This project will create a new class of submillimeter surgical soft robots, capable of untethered operation in the human body, and enabled by programmable domains of soft functional materials designed to respond in different ways to external magnetic fields. These materials can be used to propel and steer the robot or to trigger permanent shape change, with different functions selected by the frequency of the forcing field. Other material domains are designed to provide distributed sensing through changes in electronic properties. At the system level, both model-based and data-driven methods will be used to modulate the external magnetic field to control the robot in the body, based on real-time fluoroscopy images and information from the robot's sensors. Robot performance will be experimentally validated, including in animal models. The result will be enhanced accuracy, steerability, and navigability over conventional techniques, thus providing access to complex and constrained environments unreachable by existing surgical robots or robotic catheters. These new robots will open new venues for minimally invasive surgery and potentially address longstanding challenges and unmet needs in healthcare. The project will be carried out by a team of researchers with complementary expertise, including soft active materials design and fabrication, constitutive modeling and mechanics, flexible electronics and sensors, machine learning and data processing, medical device design, and translational medicine. The project will provide research and training opportunities to graduate, undergraduate and high school students from underrepresented groups, and will offer workshops and seminars for K-12 students.

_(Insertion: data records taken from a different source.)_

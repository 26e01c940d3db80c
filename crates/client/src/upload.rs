//! Uploads: split a source into chunks and push them with a bounded window.
//!
//! Each `FILE_UPLOAD_CHUNK` is a request answered by
//! `FILE_UPLOAD_CHUNK_ACK`. Failed chunks are retried after
//! [`UploadOptions::retry_delay`] unless the host said the upload is gone
//! (404) or refused (403). The upload ends with an uncorrelated
//! `FILE_UPLOAD_COMPLETE` whose checksum is compared against the digest
//! computed while reading.

use std::future::Future;
use std::pin::Pin;

use futures_util::StreamExt;
use futures_util::stream::FuturesUnordered;
use peershare_protocol::MessageType;
use peershare_protocol::constants::{ERR_CODE_FORBIDDEN, ERR_CODE_NOT_FOUND, MAX_CHUNK_SIZE};
use peershare_protocol::messages::{
    FileUploadCancel, FileUploadChunk, FileUploadChunkAck, FileUploadComplete, FileUploadRequest,
    FileUploadResponse,
};
use peershare_transfer::{
    OrderedDigest, TransferError, UploadScheduler, UploadSource, total_chunks_for,
};
use tokio::sync::oneshot;
use tokio_util::sync::CancellationToken;
use tracing::{debug, info, warn};

use crate::ClientError;
use crate::client::{ClientInner, PeerClient};
use crate::config::UploadOptions;

/// Result of a finished upload.
#[derive(Debug, Clone)]
pub struct UploadOutcome {
    pub upload_id: String,
    /// SHA-256 of the bytes sent, hex.
    pub checksum: String,
    /// The host's completion notice.
    pub complete: FileUploadComplete,
}

impl UploadOutcome {
    /// Whether the host stored exactly the bytes that were sent.
    pub fn verified(&self) -> bool {
        self.complete.success && self.complete.checksum == self.checksum
    }
}

enum Step {
    Acked(u64),
    Failed(u64, ClientError),
    Retry(u64),
}

type StepFuture<'a> = Pin<Box<dyn Future<Output = Step> + Send + 'a>>;

/// Failures worth another attempt. A 404 means the host dropped the upload
/// and a 403 will not change on retry.
fn is_retryable(err: &ClientError) -> bool {
    match err {
        ClientError::Timeout => true,
        ClientError::Host { code, .. } => *code != ERR_CODE_NOT_FOUND && *code != ERR_CODE_FORBIDDEN,
        _ => false,
    }
}

impl PeerClient {
    /// Uploads `source` to the host's upload directory.
    pub async fn upload_file<S: UploadSource + ?Sized>(
        &self,
        source: &S,
        options: &UploadOptions,
    ) -> Result<UploadOutcome, ClientError> {
        self.upload_file_cancellable(source, options, &CancellationToken::new())
            .await
    }

    /// Like [`upload_file`](Self::upload_file), abandoning the upload when
    /// `cancel` fires. The host is sent `FILE_UPLOAD_CANCEL` on any failure.
    pub async fn upload_file_cancellable<S: UploadSource + ?Sized>(
        &self,
        source: &S,
        options: &UploadOptions,
        cancel: &CancellationToken,
    ) -> Result<UploadOutcome, ClientError> {
        let inner = &self.inner;
        let chunk_size = options.chunk_size;
        if chunk_size == 0 || chunk_size > MAX_CHUNK_SIZE {
            return Err(TransferError::InvalidChunkSize(chunk_size).into());
        }
        let size = source.size();
        let total_chunks = total_chunks_for(size, chunk_size);

        let req = FileUploadRequest {
            file_name: source.name().to_string(),
            file_type: source.mime_type().to_string(),
            file_size: size,
            total_chunks,
            chunk_size,
        };
        let resp = inner
            .send_request_with_timeout(MessageType::FileUploadRequest, &req, options.timeout)
            .await?;
        let resp: FileUploadResponse = inner.expect_payload(resp, MessageType::FileUploadResponse)?;
        if !resp.ready {
            return Err(ClientError::UploadFailed("host is not ready".into()));
        }
        let upload_id = resp.upload_id;
        info!(%upload_id, file = %req.file_name, size, chunks = total_chunks, "upload started");

        let (done_tx, done_rx) = oneshot::channel();
        inner
            .shared
            .upload_waiters
            .lock()
            .await
            .insert(upload_id.clone(), done_tx);

        let result = run_upload(inner, source, options, &upload_id, total_chunks, done_rx, cancel).await;

        if let Err(e) = &result {
            warn!(%upload_id, "upload failed: {e}");
            inner.shared.upload_waiters.lock().await.remove(&upload_id);
            if let Err(send_err) = self.cancel_upload(&upload_id, &e.to_string()).await {
                debug!(%upload_id, "could not notify host of cancel: {send_err}");
            }
        }
        result
    }

    /// Tells the host to abandon an upload.
    pub async fn cancel_upload(&self, upload_id: &str, reason: &str) -> Result<(), ClientError> {
        self.inner
            .notify(
                MessageType::FileUploadCancel,
                &FileUploadCancel {
                    upload_id: upload_id.to_string(),
                    reason: reason.to_string(),
                },
            )
            .await
    }
}

fn send_chunk<'a>(
    inner: &'a ClientInner,
    chunk: FileUploadChunk,
    timeout: std::time::Duration,
) -> StepFuture<'a> {
    Box::pin(async move {
        let index = chunk.chunk_index;
        let result = async {
            let resp = inner
                .send_request_with_timeout(MessageType::FileUploadChunk, &chunk, timeout)
                .await?;
            let ack: FileUploadChunkAck =
                inner.expect_payload(resp, MessageType::FileUploadChunkAck)?;
            if ack.duplicate {
                debug!(upload_id = %ack.upload_id, index, "host already had chunk");
            }
            Ok::<_, ClientError>(())
        }
        .await;
        match result {
            Ok(()) => Step::Acked(index),
            Err(e) => Step::Failed(index, e),
        }
    })
}

fn retry_after<'a>(index: u64, delay: std::time::Duration) -> StepFuture<'a> {
    Box::pin(async move {
        tokio::time::sleep(delay).await;
        Step::Retry(index)
    })
}

async fn run_upload<S: UploadSource + ?Sized>(
    inner: &ClientInner,
    source: &S,
    options: &UploadOptions,
    upload_id: &str,
    total_chunks: u64,
    mut done_rx: oneshot::Receiver<FileUploadComplete>,
    cancel: &CancellationToken,
) -> Result<UploadOutcome, ClientError> {
    let size = source.size();
    let mut scheduler =
        UploadScheduler::new(total_chunks, options.concurrent_uploads, options.retries);
    let mut digest = OrderedDigest::new();
    let mut steps: FuturesUnordered<StepFuture<'_>> = FuturesUnordered::new();

    while !scheduler.is_done() {
        while let Some(index) = scheduler.next() {
            let start = index * options.chunk_size;
            let end = (start + options.chunk_size).min(size);
            let data = source.read_range(start, end).await?;
            digest.update(index, &data);
            let chunk = FileUploadChunk {
                upload_id: upload_id.to_string(),
                chunk_index: index,
                data,
                is_last: index + 1 == total_chunks,
            };
            steps.push(send_chunk(inner, chunk, options.timeout));
        }

        let step = tokio::select! {
            _ = cancel.cancelled() => return Err(ClientError::Cancelled("upload cancelled".into())),
            step = steps.next() => step,
        };
        match step {
            Some(Step::Acked(index)) => scheduler.ack(index),
            Some(Step::Retry(index)) => scheduler.requeue(index),
            Some(Step::Failed(index, e)) if is_retryable(&e) => {
                let attempts = scheduler.fail(index)?;
                warn!(%upload_id, index, attempts, "chunk failed, retrying: {e}");
                steps.push(retry_after(index, options.retry_delay));
            }
            Some(Step::Failed(index, e)) => {
                // A storage failure on the host arrives as a failed completion.
                if let Ok(done) = done_rx.try_recv()
                    && !done.success
                {
                    return Err(ClientError::UploadFailed(done.error));
                }
                debug!(%upload_id, index, "chunk failed permanently");
                return Err(e);
            }
            None => {
                return Err(ClientError::UploadFailed(format!(
                    "{} of {total_chunks} chunks acknowledged",
                    scheduler.acked()
                )));
            }
        }
    }

    let done = tokio::select! {
        _ = cancel.cancelled() => return Err(ClientError::Cancelled("upload cancelled".into())),
        done = tokio::time::timeout(options.timeout, &mut done_rx) => match done {
            Ok(Ok(done)) => done,
            Ok(Err(_)) => return Err(ClientError::Closed),
            Err(_) => return Err(ClientError::Timeout),
        },
    };
    if !done.success {
        return Err(ClientError::UploadFailed(done.error));
    }

    let outcome = UploadOutcome {
        upload_id: upload_id.to_string(),
        checksum: digest.finalize(),
        complete: done,
    };
    if outcome.verified() {
        info!(%upload_id, size = outcome.complete.size, "upload verified");
    } else {
        warn!(
            %upload_id,
            sent = %outcome.checksum,
            stored = %outcome.complete.checksum,
            "upload checksum mismatch"
        );
    }
    Ok(outcome)
}

#[cfg(test)]
mod tests {
    use super::*;

    fn complete(checksum: &str, success: bool) -> FileUploadComplete {
        FileUploadComplete {
            upload_id: "u1".into(),
            success,
            file_name: "a.txt".into(),
            size: 3,
            checksum: checksum.into(),
            error: String::new(),
        }
    }

    #[test]
    fn retry_rules() {
        assert!(is_retryable(&ClientError::Timeout));
        assert!(is_retryable(&ClientError::Host {
            code: 500,
            message: "disk busy".into()
        }));
        assert!(!is_retryable(&ClientError::Host {
            code: ERR_CODE_NOT_FOUND,
            message: "unknown upload".into()
        }));
        assert!(!is_retryable(&ClientError::Host {
            code: ERR_CODE_FORBIDDEN,
            message: "uploads disabled".into()
        }));
        assert!(!is_retryable(&ClientError::Closed));
    }

    #[test]
    fn outcome_verification() {
        let ok = UploadOutcome {
            upload_id: "u1".into(),
            checksum: "abc".into(),
            complete: complete("abc", true),
        };
        assert!(ok.verified());

        let mismatch = UploadOutcome {
            complete: complete("def", true),
            ..ok.clone()
        };
        assert!(!mismatch.verified());

        let failed = UploadOutcome {
            complete: complete("abc", false),
            ..ok
        };
        assert!(!failed.verified());
    }
}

Soft robots are currently facing a set of key challenges including untethered actuation, distributed sensing, accurate control, and miniaturization. This project seeks to address the challenges through a paradigm-shifting functional-domain approach for the design, fabrication, and control of a new class of functional-domain soft robots (FunDo SoRo). FunDo SoRo with self-contained multi-functional domains of programmable actuation and distributed sensing and data-driven strategies for accurate dynamics control will represent a new paradigm in the design, manufacture and control of soft robotics. The specific approaches in achieving FunDo SoRo are to 1) develop novel functional materials and multi-material 3D printing techniques to realize field-based remote actuation, shape-reconfiguration, and distributed sensing through a set of integrated actuation domains responsive to static magnetic fields, shape-memory domains reconfigurable under dynamic magnetic fields, and sensing domains capable of measuring strain, contact pressure, and temperature; 2) develop theoretical and computational models to quantitatively predict the dynamic response of FunDo SoRo upon actuation, and data-driven strategies assisted by machine learning to accurately control the dynamics of FunDo SoRo; and 3) experimentally validate submillimeter soft continuum robots for minimally invasive procedures to address unmet needs and challenges in healthcare such as cerebral aneurysms or obstructive pulmonary diseases.
This award reflects NSF's statutory mission and has been deemed worthy of support through evaluation using the Foundation's intellectual merit and broader impacts review criteria.